- Work instructions: Could you filter the records below down to the lines that include the word "impl"?

::: Given records :::

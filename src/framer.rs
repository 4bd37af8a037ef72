//! Byte-stream SysEx framer.
//!
//! Extracts complete SysEx frames from an arbitrary byte stream, either
//! incrementally ([`SysexFramer::push`], used by the live MIDI input) or
//! from any [`Read`] source with a scan budget ([`read_sysex`], used for
//! dump files).
//!
//! A `0xF0` always opens a new frame. An unterminated frame that is still
//! open at that point is dropped, which resynchronizes the framer after
//! truncated or garbled input. Bytes outside a frame are ignored.

use std::io::{BufReader, Read};

use tracing::debug;

use crate::error::{Error, Result};
use crate::midi::{is_realtime, END_OF_EXCLUSIVE, SYSTEM_EXCLUSIVE};
use crate::sysex::{SysexMessage, MANUFACTURER_ID_AKAI, MODEL_ID_EWI_USB};

/// Default number of bytes [`read_sysex`] scans before giving up.
pub const DEFAULT_MAX_SCAN: usize = 1024;

/// Manufacturer/model filter applied to completed frames.
#[derive(Debug, Clone, Copy, Default, PartialEq, Eq)]
pub struct SysexFilter {
    /// Required one-byte manufacturer id, if any.
    pub manufacturer_id: Option<u8>,
    /// Required model id, if any.
    pub model_id: Option<u8>,
}

impl SysexFilter {
    /// Accept only Akai EWI USB frames.
    pub const EWI_USB: SysexFilter = SysexFilter {
        manufacturer_id: Some(MANUFACTURER_ID_AKAI),
        model_id: Some(MODEL_ID_EWI_USB),
    };

    /// Check `msg` against the filter.
    ///
    /// Returns [`Error::ForeignVendorFrame`] on mismatch.
    pub fn check(&self, msg: &SysexMessage) -> Result<()> {
        let manufacturer_ok = self
            .manufacturer_id
            .map_or(true, |id| msg.manufacturer_id().is(id));
        let model_ok = self.model_id.map_or(true, |id| msg.model_id() == id);

        if manufacturer_ok && model_ok {
            Ok(())
        } else {
            Err(Error::ForeignVendorFrame {
                manufacturer: msg.manufacturer_id().to_string(),
                model: msg.model_id(),
            })
        }
    }
}

/// Incremental SysEx framer.
#[derive(Debug, Default)]
pub struct SysexFramer {
    filter: Option<SysexFilter>,
    frame: Option<Vec<u8>>,
}

impl SysexFramer {
    /// Create a framer that keeps every well-formed frame.
    pub fn new() -> Self {
        Self::default()
    }

    /// Create a framer that keeps only frames passing `filter`.
    pub fn with_filter(filter: SysexFilter) -> Self {
        Self {
            filter: Some(filter),
            frame: None,
        }
    }

    /// Feed one byte. Returns a message when `byte` completes an accepted frame.
    pub fn push(&mut self, byte: u8) -> Option<SysexMessage> {
        if byte == SYSTEM_EXCLUSIVE {
            if let Some(partial) = self.frame.replace(vec![SYSTEM_EXCLUSIVE]) {
                debug!("Discarding unterminated SysEx fragment of {} bytes", partial.len());
            }
            return None;
        }

        let frame = self.frame.as_mut()?;

        // Real-time messages may be interleaved anywhere on the wire
        if is_realtime(byte) {
            return None;
        }

        frame.push(byte);
        if byte != END_OF_EXCLUSIVE {
            return None;
        }

        let data = self.frame.take()?;
        self.close(data)
    }

    /// Feed a run of bytes, returning every frame completed by it.
    pub fn push_slice(&mut self, data: &[u8]) -> Vec<SysexMessage> {
        data.iter().filter_map(|&b| self.push(b)).collect()
    }

    /// Returns `true` while a frame is open.
    pub fn has_partial(&self) -> bool {
        self.frame.is_some()
    }

    /// Drop the open frame, if any.
    pub fn reset(&mut self) {
        if let Some(partial) = self.frame.take() {
            debug!("Discarding SysEx fragment of {} bytes", partial.len());
        }
    }

    fn close(&self, data: Vec<u8>) -> Option<SysexMessage> {
        let msg = match SysexMessage::from_bytes(data) {
            Ok(msg) => msg,
            Err(e) => {
                debug!("Skipping SysEx frame: {}", e);
                return None;
            }
        };

        if let Some(filter) = &self.filter {
            if let Err(e) = filter.check(&msg) {
                debug!("Read unsupported SysEx message: {} ({})", msg, e);
                return None;
            }
        }

        Some(msg)
    }
}

/// Read SysEx frames from `reader`, scanning at most `max_size` bytes.
///
/// Frames completed within the budget are returned in stream order even if
/// the tail of the input is cut off.
///
/// # Example
///
/// ```
/// use ewi_usb_config::framer::{read_sysex, SysexFilter};
///
/// let data: &[u8] = &[0xF0, 0x47, 0x7F, 0x6D, 0x00, 0xF7, 0xF0, 0x43, 0x10, 0x4C, 0xF7];
/// let frames = read_sysex(data, Some(SysexFilter::EWI_USB), 1024).unwrap();
/// assert_eq!(frames.len(), 1);
/// ```
pub fn read_sysex<R: Read>(
    reader: R,
    filter: Option<SysexFilter>,
    max_size: usize,
) -> Result<Vec<SysexMessage>> {
    let mut framer = match filter {
        Some(filter) => SysexFramer::with_filter(filter),
        None => SysexFramer::new(),
    };
    let mut frames = Vec::new();
    let mut bytes_read = 0;

    for byte in BufReader::new(reader).bytes().take(max_size) {
        bytes_read += 1;
        if let Some(msg) = framer.push(byte?) {
            frames.push(msg);
        }
    }

    if bytes_read == max_size && framer.has_partial() {
        debug!("Scan limit of {} bytes reached inside a SysEx frame", max_size);
    }

    Ok(frames)
}

#[cfg(test)]
mod tests {
    use super::*;
    use proptest::prelude::*;

    const EWI_A: &[u8] = &[0xF0, 0x47, 0x7F, 0x6D, 0x00, 0x01, 0x02, 0xF7];
    const EWI_B: &[u8] = &[0xF0, 0x47, 0x00, 0x6D, 0x02, 0x40, 0xF7];
    const YAMAHA: &[u8] = &[0xF0, 0x43, 0x10, 0x4C, 0x00, 0xF7];
    const AKAI_OTHER_MODEL: &[u8] = &[0xF0, 0x47, 0x7F, 0x40, 0x00, 0xF7];

    fn concat(parts: &[&[u8]]) -> Vec<u8> {
        parts.iter().flat_map(|p| p.iter().copied()).collect()
    }

    #[test]
    fn filters_foreign_frames_in_order() {
        let stream = concat(&[YAMAHA, EWI_A, AKAI_OTHER_MODEL, EWI_B, YAMAHA]);
        let frames = read_sysex(&stream[..], Some(SysexFilter::EWI_USB), 1024).unwrap();

        let bytes: Vec<&[u8]> = frames.iter().map(|m| m.as_bytes()).collect();
        assert_eq!(bytes, vec![EWI_A, EWI_B]);
    }

    #[test]
    fn no_filter_keeps_everything() {
        let stream = concat(&[YAMAHA, EWI_A]);
        let frames = read_sysex(&stream[..], None, 1024).unwrap();
        assert_eq!(frames.len(), 2);
    }

    #[test]
    fn resynchronizes_after_unterminated_fragment() {
        let stream = concat(&[&[0xF0, 0x47, 0x7F, 0x6D, 0x00, 0x01], EWI_B]);
        let frames = read_sysex(&stream[..], Some(SysexFilter::EWI_USB), 1024).unwrap();

        assert_eq!(frames.len(), 1);
        assert_eq!(frames[0].as_bytes(), EWI_B);
    }

    #[test]
    fn keeps_frames_completed_within_budget() {
        let stream = concat(&[EWI_A, EWI_B]);
        let budget = EWI_A.len() + 3;
        let frames = read_sysex(&stream[..], None, budget).unwrap();

        assert_eq!(frames.len(), 1);
        assert_eq!(frames[0].as_bytes(), EWI_A);
    }

    #[test]
    fn zero_budget_reads_nothing() {
        let frames = read_sysex(EWI_A, None, 0).unwrap();
        assert!(frames.is_empty());
    }

    #[test]
    fn ignores_bytes_outside_frames() {
        let stream = concat(&[&[0xB0, 99, 1, 0xF7, 0x12], EWI_A, &[0x00, 0x7F]]);
        let frames = read_sysex(&stream[..], None, 1024).unwrap();
        assert_eq!(frames.len(), 1);
    }

    #[test]
    fn skips_interleaved_realtime_bytes() {
        let mut framer = SysexFramer::new();
        let frames = framer.push_slice(&[0xF0, 0x47, 0xF8, 0x7F, 0x6D, 0xFE, 0x00, 0xF7]);

        assert_eq!(frames.len(), 1);
        assert_eq!(frames[0].as_bytes(), &[0xF0, 0x47, 0x7F, 0x6D, 0x00, 0xF7]);
    }

    #[test]
    fn drops_malformed_frames() {
        let mut framer = SysexFramer::new();
        assert!(framer.push_slice(&[0xF0, 0x47, 0xF7]).is_empty());
        assert!(framer.push_slice(&[0xF0, 0x47, 0x7F, 0x90, 0x01, 0xF7]).is_empty());
        assert!(!framer.has_partial());
        assert_eq!(framer.push_slice(EWI_A).len(), 1);
    }

    #[test]
    fn frames_split_across_pushes() {
        let mut framer = SysexFramer::with_filter(SysexFilter::EWI_USB);
        assert!(framer.push_slice(&EWI_A[..3]).is_empty());
        assert!(framer.has_partial());
        let frames = framer.push_slice(&EWI_A[3..]);
        assert_eq!(frames.len(), 1);
    }

    #[test]
    fn reset_drops_open_frame() {
        let mut framer = SysexFramer::new();
        framer.push_slice(&EWI_A[..4]);
        framer.reset();
        assert!(!framer.has_partial());
        assert!(framer.push_slice(&EWI_A[4..]).is_empty());
    }

    #[test]
    fn filter_reports_foreign_vendor() {
        let msg = SysexMessage::from_bytes(YAMAHA).unwrap();
        match SysexFilter::EWI_USB.check(&msg) {
            Err(Error::ForeignVendorFrame { manufacturer, model }) => {
                assert_eq!(manufacturer, "43");
                assert_eq!(model, 0x4C);
            }
            other => panic!("expected ForeignVendorFrame, got {:?}", other),
        }
        assert!(SysexFilter::default().check(&msg).is_ok());
    }

    fn body() -> impl Strategy<Value = Vec<u8>> {
        prop::collection::vec(0u8..=0x7F, 0..40)
    }

    proptest! {
        #[test]
        fn interleaved_streams_keep_only_ewi_frames(
            frames in prop::collection::vec((any::<bool>(), body()), 0..12)
        ) {
            let mut stream = Vec::new();
            let mut expected = Vec::new();
            for (is_ewi, payload) in &frames {
                let mut frame = if *is_ewi {
                    vec![0xF0, 0x47, 0x7F, 0x6D]
                } else {
                    vec![0xF0, 0x41, 0x10, 0x42]
                };
                frame.extend(payload);
                frame.push(0xF7);
                if *is_ewi {
                    expected.push(frame.clone());
                }
                stream.extend(frame);
            }

            let got = read_sysex(&stream[..], Some(SysexFilter::EWI_USB), stream.len()).unwrap();
            let got: Vec<Vec<u8>> = got.into_iter().map(SysexMessage::into_bytes).collect();
            prop_assert_eq!(got, expected);
        }
    }
}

:::

- Output of the exercise:
impl SysexFilter {
impl SysexFramer {
    fn body() -> impl Strategy<Value = Vec<u8>> {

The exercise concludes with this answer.